Prenez et mangez en tous ! Au levain ou de froment, de campagne ou de seigle, noir ou blanc, est-il un aliment plus riche de symboles que le pain ? C’est celui de l’eucharistie et celui que partagent les ouvriers à l’usine, les paysans dans les champs, au moment du casse-croûte : le peuple est l’ami du pain ! Puisqu’il est porteur de sens, et qu’il est indispensable à la survie, le pain devient dès lors un enjeu pour le pouvoir : mener le peuple à la baguette, une histoire politique du pain !

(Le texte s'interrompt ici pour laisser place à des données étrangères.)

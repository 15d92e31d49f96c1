//! HTTP API over the network controller.
//!
//! | Route                  | Operation                                 |
//! |------------------------|-------------------------------------------|
//! | `GET /network`         | current provider, network and settings    |
//! | `PUT /network/provider`| switch to a named, local or private network |
//! | `PUT /network/rpc`     | switch to a custom RPC endpoint           |
//! | `POST /network/verify` | re-run the lookup while loading           |
//! | `POST /network/reset`  | rebuild the current connection            |
//! | `GET /networks`        | built-in network descriptors              |
//! | `POST /rpc`            | JSON-RPC pass-through to the active network |
//!
//! Switch endpoints answer with the state right after the switch, which is
//! normally still loading.

use axum::extract::State;
use axum::extract::rejection::JsonRejection;
use axum::http::StatusCode;
use axum::response::{IntoResponse, Response};
use axum::routing::{get, post, put};
use axum::{Json, Router};
use serde::Deserialize;
use serde_json::{Value, json};
use tracing::instrument;

use crate::error::Error;
use crate::network::registry::default_networks;
use crate::network::{
    CustomRpc, JsonRpcRequest, NetworkController, NetworkControllerState, ProviderConfig,
    Transport,
};

/// Creates the router with every network endpoint.
pub fn routes() -> Router<NetworkController> {
    Router::new()
        .route("/", get(get_root))
        .route("/health", get(get_health))
        .route("/network", get(get_network))
        .route("/network/provider", put(put_provider))
        .route("/network/rpc", put(put_custom_rpc))
        .route("/network/verify", post(post_verify))
        .route("/network/reset", post(post_reset))
        .route("/networks", get(get_networks))
        .route("/rpc", post(post_rpc))
}

impl IntoResponse for Error {
    fn into_response(self) -> Response {
        let status = if self.is_client_fault() {
            StatusCode::BAD_REQUEST
        } else if matches!(self, Self::Transport(_)) {
            StatusCode::BAD_GATEWAY
        } else {
            StatusCode::INTERNAL_SERVER_ERROR
        };
        if status.is_server_error() {
            tracing::error!(error = %self, "request failed");
        }
        (status, Json(json!({ "error": self.to_string() }))).into_response()
    }
}

fn bad_body(rejection: &JsonRejection) -> Response {
    (
        StatusCode::BAD_REQUEST,
        Json(json!({ "error": rejection.body_text() })),
    )
        .into_response()
}

async fn get_root() -> impl IntoResponse {
    (
        StatusCode::OK,
        concat!("Hello from ", env!("CARGO_PKG_NAME"), "!"),
    )
}

async fn get_health(State(controller): State<NetworkController>) -> impl IntoResponse {
    Json(json!({
        "status": "ok",
        "initialized": controller.is_initialized(),
    }))
}

async fn get_network(State(controller): State<NetworkController>) -> Json<NetworkControllerState> {
    Json(controller.state())
}

#[instrument(skip_all)]
async fn put_provider(
    State(controller): State<NetworkController>,
    body: Result<Json<ProviderConfig>, JsonRejection>,
) -> Response {
    let config = match body {
        Ok(Json(config)) => config,
        Err(rejection) => return bad_body(&rejection),
    };
    match controller.set_provider_config(config) {
        Ok(()) => Json(controller.state()).into_response(),
        Err(err) => err.into_response(),
    }
}

#[instrument(skip_all)]
async fn put_custom_rpc(
    State(controller): State<NetworkController>,
    body: Result<Json<CustomRpc>, JsonRejection>,
) -> Response {
    let rpc = match body {
        Ok(Json(rpc)) => rpc,
        Err(rejection) => return bad_body(&rejection),
    };
    match controller.set_custom_rpc(rpc) {
        Ok(()) => Json(controller.state()).into_response(),
        Err(err) => err.into_response(),
    }
}

#[instrument(skip_all)]
async fn post_verify(State(controller): State<NetworkController>) -> Json<NetworkControllerState> {
    controller.verify_network().await;
    Json(controller.state())
}

#[instrument(skip_all)]
async fn post_reset(State(controller): State<NetworkController>) -> Result<Response, Error> {
    controller.reset_connection()?;
    Ok(Json(controller.state()).into_response())
}

async fn get_networks() -> impl IntoResponse {
    Json(default_networks())
}

/// JSON-RPC 2.0 envelope accepted by `POST /rpc`.
#[derive(Debug, Deserialize)]
struct RpcEnvelope {
    #[serde(default)]
    id: Value,
    #[serde(flatten)]
    call: JsonRpcRequest,
}

#[instrument(skip_all, fields(method))]
async fn post_rpc(
    State(controller): State<NetworkController>,
    body: Result<Json<RpcEnvelope>, JsonRejection>,
) -> Response {
    let envelope = match body {
        Ok(Json(envelope)) => envelope,
        Err(rejection) => return bad_body(&rejection),
    };
    tracing::Span::current().record("method", envelope.call.method.as_str());

    let Some(handles) = controller.get_provider_and_block_tracker() else {
        return (
            StatusCode::SERVICE_UNAVAILABLE,
            Json(json!({ "error": "provider not initialized" })),
        )
            .into_response();
    };
    let id = envelope.id;
    let reply = match handles.provider.request(envelope.call).await {
        Ok(result) => json!({ "jsonrpc": "2.0", "id": id, "result": result }),
        Err(err) => {
            tracing::debug!(error = %err, "rpc pass-through failed");
            json!({
                "jsonrpc": "2.0",
                "id": id,
                "error": { "code": err.code(), "message": err.to_string() },
            })
        }
    };
    Json(reply).into_response()
}

#[cfg(test)]
mod tests {
    use std::sync::Arc;

    use axum::body::Body;
    use axum::http::{Method, Request};
    use tower::ServiceExt;

    use super::*;
    use crate::network::testing::{MockFactory, MockTransport};
    use crate::network::{
        ClientFactory, NetworkControllerOptions, NetworkStatus, ProviderParams, ProviderType,
    };

    async fn app(factory: &Arc<MockFactory>, initialize: bool) -> (Router, NetworkController) {
        let controller = NetworkController::new(
            NetworkControllerOptions {
                provider: ProviderConfig::new(ProviderType::Localhost),
                ..NetworkControllerOptions::default()
            },
            Arc::clone(factory) as Arc<dyn ClientFactory>,
        );
        if initialize {
            controller
                .initialize_provider(ProviderParams {
                    client_version: "netctl/test".into(),
                    accounts: vec!["0xabc".into()],
                })
                .await
                .unwrap();
        }
        (routes().with_state(controller.clone()), controller)
    }

    async fn call(router: &Router, method: Method, uri: &str, body: Option<Value>) -> (StatusCode, Value) {
        let request = Request::builder().method(method).uri(uri);
        let request = match body {
            Some(body) => request
                .header("content-type", "application/json")
                .body(Body::from(body.to_string())),
            None => request.body(Body::empty()),
        }
        .unwrap();
        let response = router.clone().oneshot(request).await.unwrap();
        let status = response.status();
        let bytes = axum::body::to_bytes(response.into_body(), usize::MAX)
            .await
            .unwrap();
        let value = serde_json::from_slice(&bytes).unwrap_or(Value::Null);
        (status, value)
    }

    #[tokio::test]
    async fn reports_state_and_health() {
        let factory = Arc::new(MockFactory::default());
        factory.register("localhost", Arc::new(MockTransport::new("1337")));
        let (router, _) = app(&factory, true).await;

        let (status, body) = call(&router, Method::GET, "/health", None).await;
        assert_eq!(status, StatusCode::OK);
        assert_eq!(body["initialized"], json!(true));

        let (status, body) = call(&router, Method::GET, "/network", None).await;
        assert_eq!(status, StatusCode::OK);
        assert_eq!(body["network"], json!("1337"));
        assert_eq!(body["provider"]["type"], json!("localhost"));
        assert_eq!(body["settings"]["ticker"], json!("ARS"));
    }

    #[tokio::test]
    async fn switches_provider_and_rejects_rpc_type() {
        let factory = Arc::new(MockFactory::default());
        let (router, controller) = app(&factory, true).await;

        let (status, body) = call(
            &router,
            Method::PUT,
            "/network/provider",
            Some(json!({ "type": "goerli" })),
        )
        .await;
        assert_eq!(status, StatusCode::OK);
        assert_eq!(body["network"], json!("loading"));
        assert_eq!(controller.get_provider_config().provider_type, ProviderType::Goerli);

        let (status, _) = call(
            &router,
            Method::PUT,
            "/network/provider",
            Some(json!({ "type": "rpc", "rpcTarget": "http://x" })),
        )
        .await;
        assert_eq!(status, StatusCode::BAD_REQUEST);

        let (status, _) = call(
            &router,
            Method::PUT,
            "/network/provider",
            Some(json!({ "type": "sepolia" })),
        )
        .await;
        assert_eq!(status, StatusCode::BAD_REQUEST);
        assert_eq!(controller.get_provider_config().provider_type, ProviderType::Goerli);
    }

    #[tokio::test]
    async fn custom_rpc_then_verify_resolves_declared_chain() {
        let factory = Arc::new(MockFactory::default());
        let (router, controller) = app(&factory, true).await;

        let (status, body) = call(
            &router,
            Method::PUT,
            "/network/rpc",
            Some(json!({ "rpcTarget": "http://x", "chainId": "99", "nickname": "X" })),
        )
        .await;
        assert_eq!(status, StatusCode::OK);
        assert_eq!(body["provider"]["type"], json!("rpc"));
        assert_eq!(body["settings"]["nickname"], json!("X"));

        let (status, body) = call(&router, Method::POST, "/network/verify", None).await;
        assert_eq!(status, StatusCode::OK);
        assert_eq!(body["network"], json!("99"));
        assert_eq!(controller.get_network_state(), NetworkStatus::Resolved("99".into()));

        let (status, body) = call(&router, Method::POST, "/network/reset", None).await;
        assert_eq!(status, StatusCode::OK);
        assert_eq!(body["network"], json!("loading"));
    }

    #[tokio::test]
    async fn rpc_pass_through() {
        let factory = Arc::new(MockFactory::default());
        factory.register("localhost", Arc::new(MockTransport::new("1337")));
        let (router, _) = app(&factory, true).await;

        let (status, body) = call(
            &router,
            Method::POST,
            "/rpc",
            Some(json!({ "jsonrpc": "2.0", "id": 7, "method": "net_version" })),
        )
        .await;
        assert_eq!(status, StatusCode::OK);
        assert_eq!(body, json!({ "jsonrpc": "2.0", "id": 7, "result": "1337" }));

        let (_, body) = call(
            &router,
            Method::POST,
            "/rpc",
            Some(json!({ "jsonrpc": "2.0", "id": 8, "method": "eth_accounts" })),
        )
        .await;
        assert_eq!(body["result"], json!(["0xabc"]));

        let (_, body) = call(
            &router,
            Method::POST,
            "/rpc",
            Some(json!({ "jsonrpc": "2.0", "id": 9, "method": "eth_sign", "params": [] })),
        )
        .await;
        assert_eq!(body["error"]["code"], json!(-32601));
    }

    #[tokio::test]
    async fn rpc_before_initialize_is_unavailable() {
        let factory = Arc::new(MockFactory::default());
        let (router, _) = app(&factory, false).await;
        let (status, _) = call(
            &router,
            Method::POST,
            "/rpc",
            Some(json!({ "id": 1, "method": "net_version" })),
        )
        .await;
        assert_eq!(status, StatusCode::SERVICE_UNAVAILABLE);
    }

    #[tokio::test]
    async fn lists_builtin_networks() {
        let factory = Arc::new(MockFactory::default());
        let (router, _) = app(&factory, false).await;
        let (status, body) = call(&router, Method::GET, "/networks", None).await;
        assert_eq!(status, StatusCode::OK);
        let types: Vec<&str> = body
            .as_array()
            .unwrap()
            .iter()
            .map(|n| n["providerType"].as_str().unwrap())
            .collect();
        assert_eq!(types, ["artemis", "localhost"]);
    }
}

Le pain, un aliment quotidien millénaire

Pendant des millénaires, le pain fut la base de l’alimentation. Sa consommation remonte à la fin du Paléolithique. L’agro-archéologie confirme les traces de plantes non domestiquées, l’épeautre sauvage ou les tubercules de jonc, qui ont permis de produire des premiers pains. Il s’agissait alors de pain non-levé, des sortes de galettes. Dans toutes les civilisations, à travers le temps, le pain a pris des formes différentes. Il devient incontournable dans l’Occident médiéval : un individu consomme en moyenne de 650g à 1kg de pain par jour entre le XIe et le XVe siècle. 70% de l’alimentation quotidienne repose sur les céréales.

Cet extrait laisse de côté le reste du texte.